= What you have to do =
Please copy, exactly as they appear below, the lines from the one containing "layer for pwmgr" through the one containing "let read_window = settings.effective_read_window();".

= Excerpted data =
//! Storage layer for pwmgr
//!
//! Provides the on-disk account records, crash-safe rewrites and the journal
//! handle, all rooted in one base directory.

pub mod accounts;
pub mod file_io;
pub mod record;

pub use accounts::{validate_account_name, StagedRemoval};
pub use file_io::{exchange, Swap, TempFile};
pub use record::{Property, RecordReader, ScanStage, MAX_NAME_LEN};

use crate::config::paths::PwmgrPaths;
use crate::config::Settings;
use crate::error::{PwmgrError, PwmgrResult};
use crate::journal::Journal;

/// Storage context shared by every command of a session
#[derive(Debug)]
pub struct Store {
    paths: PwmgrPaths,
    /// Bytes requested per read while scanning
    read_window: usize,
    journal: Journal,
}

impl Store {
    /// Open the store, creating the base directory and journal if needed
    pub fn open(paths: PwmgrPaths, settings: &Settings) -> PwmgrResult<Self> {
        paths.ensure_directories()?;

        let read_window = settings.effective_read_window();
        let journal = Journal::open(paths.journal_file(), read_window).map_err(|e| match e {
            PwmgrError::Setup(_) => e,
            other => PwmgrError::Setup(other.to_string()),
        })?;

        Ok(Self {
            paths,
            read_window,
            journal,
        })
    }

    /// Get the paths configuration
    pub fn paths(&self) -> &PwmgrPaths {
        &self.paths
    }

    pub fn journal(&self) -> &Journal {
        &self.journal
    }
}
...
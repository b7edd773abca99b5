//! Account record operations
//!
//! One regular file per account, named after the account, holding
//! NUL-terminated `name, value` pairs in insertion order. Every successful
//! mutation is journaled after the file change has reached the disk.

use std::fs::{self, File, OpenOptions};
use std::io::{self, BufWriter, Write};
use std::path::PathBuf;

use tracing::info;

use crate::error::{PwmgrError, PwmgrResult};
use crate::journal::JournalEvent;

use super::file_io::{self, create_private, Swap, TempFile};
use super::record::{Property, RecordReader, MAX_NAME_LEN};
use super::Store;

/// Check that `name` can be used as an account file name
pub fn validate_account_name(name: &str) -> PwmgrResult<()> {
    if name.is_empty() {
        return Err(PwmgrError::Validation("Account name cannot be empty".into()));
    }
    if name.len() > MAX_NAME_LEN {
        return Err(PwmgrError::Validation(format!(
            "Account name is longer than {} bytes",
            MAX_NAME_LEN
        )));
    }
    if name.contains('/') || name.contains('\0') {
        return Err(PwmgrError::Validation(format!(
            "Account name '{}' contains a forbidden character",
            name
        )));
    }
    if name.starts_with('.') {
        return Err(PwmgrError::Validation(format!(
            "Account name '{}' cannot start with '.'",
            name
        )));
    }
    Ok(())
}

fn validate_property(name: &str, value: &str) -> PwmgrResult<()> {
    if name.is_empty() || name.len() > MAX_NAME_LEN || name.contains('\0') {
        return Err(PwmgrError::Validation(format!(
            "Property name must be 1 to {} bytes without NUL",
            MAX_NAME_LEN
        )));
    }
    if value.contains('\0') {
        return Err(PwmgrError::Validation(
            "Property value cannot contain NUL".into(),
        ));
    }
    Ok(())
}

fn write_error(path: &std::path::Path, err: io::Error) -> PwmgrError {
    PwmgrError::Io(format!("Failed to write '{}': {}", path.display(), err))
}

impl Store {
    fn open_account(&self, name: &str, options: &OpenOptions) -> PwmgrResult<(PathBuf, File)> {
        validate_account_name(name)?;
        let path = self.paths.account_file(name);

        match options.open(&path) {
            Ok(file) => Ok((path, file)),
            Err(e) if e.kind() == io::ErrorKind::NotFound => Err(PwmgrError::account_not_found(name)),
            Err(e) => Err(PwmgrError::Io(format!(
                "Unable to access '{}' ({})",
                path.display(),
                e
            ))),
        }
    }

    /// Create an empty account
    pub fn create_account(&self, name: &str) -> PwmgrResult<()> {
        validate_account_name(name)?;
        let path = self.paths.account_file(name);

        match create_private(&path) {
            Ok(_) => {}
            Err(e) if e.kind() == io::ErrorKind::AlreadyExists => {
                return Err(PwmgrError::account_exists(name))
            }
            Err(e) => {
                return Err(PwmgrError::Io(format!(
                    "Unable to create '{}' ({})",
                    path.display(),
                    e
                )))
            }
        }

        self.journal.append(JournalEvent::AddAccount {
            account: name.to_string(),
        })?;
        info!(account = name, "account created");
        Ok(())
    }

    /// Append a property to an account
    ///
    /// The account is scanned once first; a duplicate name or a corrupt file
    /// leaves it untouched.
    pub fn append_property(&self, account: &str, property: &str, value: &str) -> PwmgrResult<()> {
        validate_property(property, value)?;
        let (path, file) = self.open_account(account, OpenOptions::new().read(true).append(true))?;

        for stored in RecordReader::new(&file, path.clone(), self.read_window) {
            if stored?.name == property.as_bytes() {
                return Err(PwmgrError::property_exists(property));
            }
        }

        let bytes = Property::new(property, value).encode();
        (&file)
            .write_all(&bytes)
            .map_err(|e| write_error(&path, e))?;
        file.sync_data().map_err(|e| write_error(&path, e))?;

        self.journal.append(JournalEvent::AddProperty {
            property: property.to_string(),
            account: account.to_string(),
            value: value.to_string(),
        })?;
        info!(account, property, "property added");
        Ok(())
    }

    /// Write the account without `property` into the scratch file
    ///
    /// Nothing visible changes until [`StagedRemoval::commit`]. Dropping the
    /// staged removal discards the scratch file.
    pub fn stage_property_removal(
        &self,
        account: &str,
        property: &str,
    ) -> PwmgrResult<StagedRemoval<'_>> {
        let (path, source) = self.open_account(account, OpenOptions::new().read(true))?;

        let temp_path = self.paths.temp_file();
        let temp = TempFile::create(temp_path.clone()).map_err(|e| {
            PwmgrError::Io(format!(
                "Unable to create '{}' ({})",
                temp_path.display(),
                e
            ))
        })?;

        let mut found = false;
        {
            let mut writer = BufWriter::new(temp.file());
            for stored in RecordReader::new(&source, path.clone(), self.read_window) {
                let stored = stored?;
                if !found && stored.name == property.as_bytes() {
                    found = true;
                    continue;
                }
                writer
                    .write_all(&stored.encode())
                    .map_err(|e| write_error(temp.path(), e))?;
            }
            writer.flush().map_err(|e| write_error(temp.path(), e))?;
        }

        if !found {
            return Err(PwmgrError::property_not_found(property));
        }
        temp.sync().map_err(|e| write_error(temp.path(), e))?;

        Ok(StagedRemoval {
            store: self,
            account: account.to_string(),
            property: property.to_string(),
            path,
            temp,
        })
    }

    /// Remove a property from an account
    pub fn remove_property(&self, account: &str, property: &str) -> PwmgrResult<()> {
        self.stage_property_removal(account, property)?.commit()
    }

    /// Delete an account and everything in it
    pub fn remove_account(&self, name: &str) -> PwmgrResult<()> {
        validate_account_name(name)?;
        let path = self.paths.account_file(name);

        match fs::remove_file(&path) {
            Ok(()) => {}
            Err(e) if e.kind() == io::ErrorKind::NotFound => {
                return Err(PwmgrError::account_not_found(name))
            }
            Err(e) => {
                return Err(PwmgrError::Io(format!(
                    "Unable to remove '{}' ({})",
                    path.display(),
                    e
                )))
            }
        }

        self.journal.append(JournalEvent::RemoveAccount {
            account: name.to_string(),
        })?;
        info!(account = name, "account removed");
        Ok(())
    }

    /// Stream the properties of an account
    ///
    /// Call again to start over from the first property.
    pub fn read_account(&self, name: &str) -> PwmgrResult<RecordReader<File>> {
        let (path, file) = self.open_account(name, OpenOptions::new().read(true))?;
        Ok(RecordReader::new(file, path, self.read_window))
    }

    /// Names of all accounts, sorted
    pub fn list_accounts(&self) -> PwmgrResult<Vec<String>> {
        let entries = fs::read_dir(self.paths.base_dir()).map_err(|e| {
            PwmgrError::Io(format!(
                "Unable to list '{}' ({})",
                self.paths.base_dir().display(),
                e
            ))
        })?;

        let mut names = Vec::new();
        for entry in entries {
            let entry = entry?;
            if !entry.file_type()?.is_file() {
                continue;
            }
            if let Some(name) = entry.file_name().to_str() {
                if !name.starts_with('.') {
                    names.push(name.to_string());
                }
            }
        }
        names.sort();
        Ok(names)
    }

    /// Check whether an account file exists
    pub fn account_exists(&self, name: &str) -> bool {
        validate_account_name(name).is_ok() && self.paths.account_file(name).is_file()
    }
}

= Answer space =
//! Storage layer for pwmgr
//!
//! Provides the on-disk account records, crash-safe rewrites and the journal
//! handle, all rooted in one base directory.

pub mod accounts;
pub mod file_io;
pub mod record;

pub use accounts::{validate_account_name, StagedRemoval};
pub use file_io::{exchange, Swap, TempFile};
pub use record::{Property, RecordReader, ScanStage, MAX_NAME_LEN};

use crate::config::paths::PwmgrPaths;
use crate::config::Settings;
use crate::error::{PwmgrError, PwmgrResult};
use crate::journal::Journal;

/// Storage context shared by every command of a session
#[derive(Debug)]
pub struct Store {
    paths: PwmgrPaths,
    /// Bytes requested per read while scanning
    read_window: usize,
    journal: Journal,
}

impl Store {
    /// Open the store, creating the base directory and journal if needed
    pub fn open(paths: PwmgrPaths, settings: &Settings) -> PwmgrResult<Self> {
        paths.ensure_directories()?;

        let read_window = settings.effective_read_window();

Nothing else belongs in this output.